Dessin de Muriel Geny
Dans une grande ville du sud
J’ai rendez-vous à l’Urssaf pour défendre le dossier d’un très proche parent.
Lui bloque. On sait combien cela devient passionnel lorsqu’on est directement concerné.
J’arrive dans les vastes locaux de l’organisme si craint par les artisans, commerçants, professions libérales….
Il y a une queue permanente ; il faut voir les mines des «clients présents» !
L’hôtesse, à qui vous expliquez succinctement le but de votre visite vous délivre un ticket d’attente portant un numéro qui indique le rang de passage.
Et selon le motif, on vous demande de vous asseoir dans le salon vert, jaune ou rouge ; les tons dégradés de la gravité de votre cas…
J’ai le numéro 200 et il m’est précisé d’attendre sur une chaise du salon rouge…
Rouge. Cette couleur m’a toujours inquiété ; rouge, c’est la couleur du sang, c’est la vue de l’hémorragie, c’est presque un peu la tête sur le billot avant l’exécution.
Et l’attente commence ; je lis vaguement le journal gratuit qu’on m’a remis en pénétrant dans le métro ; Berlusconi, le cavalière prend presque toute la page .
Sur les tableaux lumineux du mur s’affichent les numéros appelés ; 198, donc ça va venir à moi…
Je structure dans ma tête le discours que je vais tenir… je regarde à travers les portes vitrées des bureaux l’accueil et le tourment des visiteurs.
C’est simple : vous rentrez, le collaborateur ou la collaboratrice de l’Urssaf ne se lève pas pour vous saluer, ne vous tend pas la main, n’esquisse même pas un sourire . Donc même pas l’instant d’une seconde où vous pouvez vous détendre.
Le temps passe ; j’attends depuis deux heures ; je jette un œil sur le tableau rouge des numéros appelés ; on est au numéro 206 ; donc l’ordre chronologique n’a pas été suivi et j’interpelle une employée qui sort de son bureau en demandant des explications ; elle ne sait pas, elle n’est au courant de rien, elle est inspectrice, me dit-elle et s’en tient là ; je lui demande la signification des fauteuils verts, jaunes et rouges ; elle ne sait pas non plus ; je hausse le ton : j’ai fait 700 kilomètres pour cet entretien et je précise que je ne partirai pas sans un accord et je me tanque dans mon fauteuil ; elle réalise qu’il faut agir et elle téléphone à ses chefs pour qu’un d’entr'eux me reçoive ; elle me confirme que c’est par erreur que je n’ai pas été appelé.
On me conduit dans le bureau d’un inspecteur ; il ne lève même pas les yeux ; cinq fois, il me demande le numéro d’immatriculation que je ne retrouve plus.
C’est bon, j e l’ai ; il compulse je ne sais pas quoi sur son ordi pour me dire aussitôt : ce n’est pas à moi de m’occuper de vous.
Mais qui alors ?
On me conduit dans le bureau d’un autre responsable ; c’est pareil.

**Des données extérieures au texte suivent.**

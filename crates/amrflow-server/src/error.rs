use amrflow_core::AmrError;
use axum::http::StatusCode;
use axum::response::{IntoResponse, Response};

// ---------------------------------------------------------------------------
// AppError
// ---------------------------------------------------------------------------

/// Unified error type for HTTP responses.
#[derive(Debug)]
pub struct AppError(pub anyhow::Error);

impl IntoResponse for AppError {
    fn into_response(self) -> Response {
        let status = if let Some(e) = self.0.downcast_ref::<AmrError>() {
            match e {
                AmrError::TaskNotFound(_)
                | AmrError::InstanceNotFound(_)
                | AmrError::PresetNotFound(_) => StatusCode::NOT_FOUND,
                AmrError::ValidationFailed { .. } | AmrError::EmptyWorkflow => {
                    StatusCode::UNPROCESSABLE_ENTITY
                }
                AmrError::UnknownActionType(_)
                | AmrError::IndexOutOfRange { .. }
                | AmrError::DuplicateActionId(_) => StatusCode::BAD_REQUEST,
                AmrError::Service { .. } => StatusCode::INTERNAL_SERVER_ERROR,
            }
        } else {
            StatusCode::INTERNAL_SERVER_ERROR
        };

        let body = serde_json::json!({ "error": self.0.to_string() });
        (status, axum::Json(body)).into_response()
    }
}

impl<E> From<E> for AppError
where
    E: Into<anyhow::Error>,
{
    fn from(err: E) -> Self {
        Self(err.into())
    }
}

#[cfg(test)]
mod tests {
    use super::*;
    use amrflow_core::types::ActionType;

    #[test]
    fn task_not_found_maps_to_404() {
        let err = AppError(AmrError::TaskNotFound("t1".into()).into());
        assert_eq!(err.into_response().status(), StatusCode::NOT_FOUND);
    }

    #[test]
    fn instance_not_found_maps_to_404() {
        let err = AppError(AmrError::InstanceNotFound("i1".into()).into());
        assert_eq!(err.into_response().status(), StatusCode::NOT_FOUND);
    }

    #[test]
    fn validation_failed_maps_to_422() {
        let err = AppError(
            AmrError::ValidationFailed {
                action_type: ActionType::Move,
                missing: vec!["location".into()],
            }
            .into(),
        );
        assert_eq!(err.into_response().status(), StatusCode::UNPROCESSABLE_ENTITY);
    }

    #[test]
    fn empty_workflow_maps_to_422() {
        let err = AppError(AmrError::EmptyWorkflow.into());
        assert_eq!(err.into_response().status(), StatusCode::UNPROCESSABLE_ENTITY);
    }

    #[test]
    fn unknown_action_type_maps_to_400() {
        let err = AppError(AmrError::UnknownActionType("TELEPORT".into()).into());
        assert_eq!(err.into_response().status(), StatusCode::BAD_REQUEST);
    }

    #[test]
    fn duplicate_action_id_maps_to_400() {
        let err = AppError(AmrError::DuplicateActionId("action-1".into()).into());
        assert_eq!(err.into_response().status(), StatusCode::BAD_REQUEST);
    }

    #[test]
    fn other_errors_map_to_500() {
        let err = AppError(anyhow::anyhow!("something unexpected"));
        assert_eq!(
            err.into_response().status(),
            StatusCode::INTERNAL_SERVER_ERROR
        );
    }

    #[test]
    fn response_body_is_json_error_object() {
        let err = AppError(AmrError::TaskNotFound("t1".into()).into());
        let response = err.into_response();
        let ct = response
            .headers()
            .get(axum::http::header::CONTENT_TYPE)
            .expect("should have content-type");
        assert!(ct.to_str().unwrap().contains("application/json"));
    }
}
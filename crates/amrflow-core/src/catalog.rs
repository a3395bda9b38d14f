use serde::{Deserialize, Serialize};

// ---------------------------------------------------------------------------
// SiteCatalog
// ---------------------------------------------------------------------------

/// The configuration vocabulary for a site: the named locations, trigger
/// signals, horn sounds, and voice announcements an operator can pick from
/// when filling in action configs. Defaults to the demo site's dataset.
#[derive(Debug, Clone, Serialize, Deserialize)]
pub struct SiteCatalog {
    pub locations: Vec<String>,
    pub signals: Vec<String>,
    pub horn_sounds: Vec<String>,
    pub announcements: Vec<String>,
}

impl Default for SiteCatalog {
    fn default() -> Self {
        fn strings(items: &[&str]) -> Vec<String> {
            items.iter().map(|s| s.to_string()).collect()
        }

        Self {
            locations: strings(&[
                "Loading Bay",
                "Assembly Line A",
                "Assembly Line B",
                "Warehouse Zone 1",
                "Warehouse Zone 2",
                "Charging Station",
                "Maintenance Area",
                "Shipping Dock",
            ]),
            signals: strings(&[
                "Button Press",
                "Door Open",
                "Line Cleared",
                "Package Detected",
                "Battery Low",
                "Emergency Stop Released",
                "Operator Confirmation",
            ]),
            horn_sounds: strings(&["stop-0", "caution", "warning", "emergency"]),
            announcements: strings(&[
                "Clear Path - Kannada",
                "Clear Path - English",
                "Emergency evacuation - Kannada",
                "Emergency evacuation - English",
            ]),
        }
    }
}

// ---------------------------------------------------------------------------
// Tests
// ---------------------------------------------------------------------------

Le problème ne peut pas être résolu ; j’explose « un peu »: j’ai fait 700 kilomètres, je ne partirai pas sans un accord.
Mon interlocutrice menace : attention, ici je représente l’Urssaf !
Mais je suis rentré dans la spirale de la résistance et je ne cède pas : je martèle : je ne partirai pas d’ici sans un accord ; elle me fusille du regard avec un air martial et clame :
" Nous ne sommes pas en Chine, ici ! "
Ah, je comprends ! On met la Chine à toutes les sauces maintenant pour tout expliquer et se défausser de tout !
Conclusion : j’ai résisté jusqu’au bout, n’ai pas cédé et suis parti avec un accord.
A quel prix !
Je repense à la Chine et aux jeux olympiques ; à un certain Robert Ménard qui grimpe la Tour Eiffel, qui déploie des drapeaux pendant la cérémonie en donnant un spectacle peu reluisant.
Certes les engagements ne sont pas comparables mais je pensais quand même ce matin qu’il ferait mieux de venir s’exhiber à l’Urssaf pour un monde meilleur.